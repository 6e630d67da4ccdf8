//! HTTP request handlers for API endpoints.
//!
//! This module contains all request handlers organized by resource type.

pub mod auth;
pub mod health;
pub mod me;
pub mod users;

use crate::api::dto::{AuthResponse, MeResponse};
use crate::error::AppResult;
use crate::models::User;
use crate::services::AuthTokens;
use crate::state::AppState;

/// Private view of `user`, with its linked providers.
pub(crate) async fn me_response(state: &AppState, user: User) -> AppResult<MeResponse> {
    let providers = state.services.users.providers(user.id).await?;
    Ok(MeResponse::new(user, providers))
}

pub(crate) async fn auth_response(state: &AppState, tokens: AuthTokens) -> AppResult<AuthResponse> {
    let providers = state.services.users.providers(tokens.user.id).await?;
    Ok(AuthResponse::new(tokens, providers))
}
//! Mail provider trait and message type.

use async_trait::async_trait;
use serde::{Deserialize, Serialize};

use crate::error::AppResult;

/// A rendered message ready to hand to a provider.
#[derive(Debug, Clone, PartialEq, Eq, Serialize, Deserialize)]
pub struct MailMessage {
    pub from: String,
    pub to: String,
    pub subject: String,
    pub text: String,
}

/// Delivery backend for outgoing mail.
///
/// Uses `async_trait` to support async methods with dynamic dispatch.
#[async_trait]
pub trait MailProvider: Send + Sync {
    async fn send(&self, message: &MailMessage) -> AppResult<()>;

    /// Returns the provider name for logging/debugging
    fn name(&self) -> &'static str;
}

□ □ □ □ □

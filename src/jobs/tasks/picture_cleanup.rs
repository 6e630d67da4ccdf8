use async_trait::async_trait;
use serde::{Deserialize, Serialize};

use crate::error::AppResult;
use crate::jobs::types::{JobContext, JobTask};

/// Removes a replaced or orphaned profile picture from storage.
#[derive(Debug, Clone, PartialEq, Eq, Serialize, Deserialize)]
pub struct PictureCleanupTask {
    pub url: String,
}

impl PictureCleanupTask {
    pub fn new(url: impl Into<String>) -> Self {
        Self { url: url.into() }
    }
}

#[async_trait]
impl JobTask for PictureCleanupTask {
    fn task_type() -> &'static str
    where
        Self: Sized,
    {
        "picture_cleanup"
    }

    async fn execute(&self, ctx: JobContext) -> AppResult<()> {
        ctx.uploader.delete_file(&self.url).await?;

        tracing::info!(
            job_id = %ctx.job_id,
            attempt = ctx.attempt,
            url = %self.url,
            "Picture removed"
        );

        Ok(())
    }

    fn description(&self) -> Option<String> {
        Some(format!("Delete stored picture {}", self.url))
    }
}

□ □ □ □ □

**EXERCISE BRIEF:** Where does the word "PictureCleanupTask" occur in the records? Return every line that holds it.

**YOUR RESPONSE:**
pub struct PictureCleanupTask {
impl PictureCleanupTask {
impl JobTask for PictureCleanupTask {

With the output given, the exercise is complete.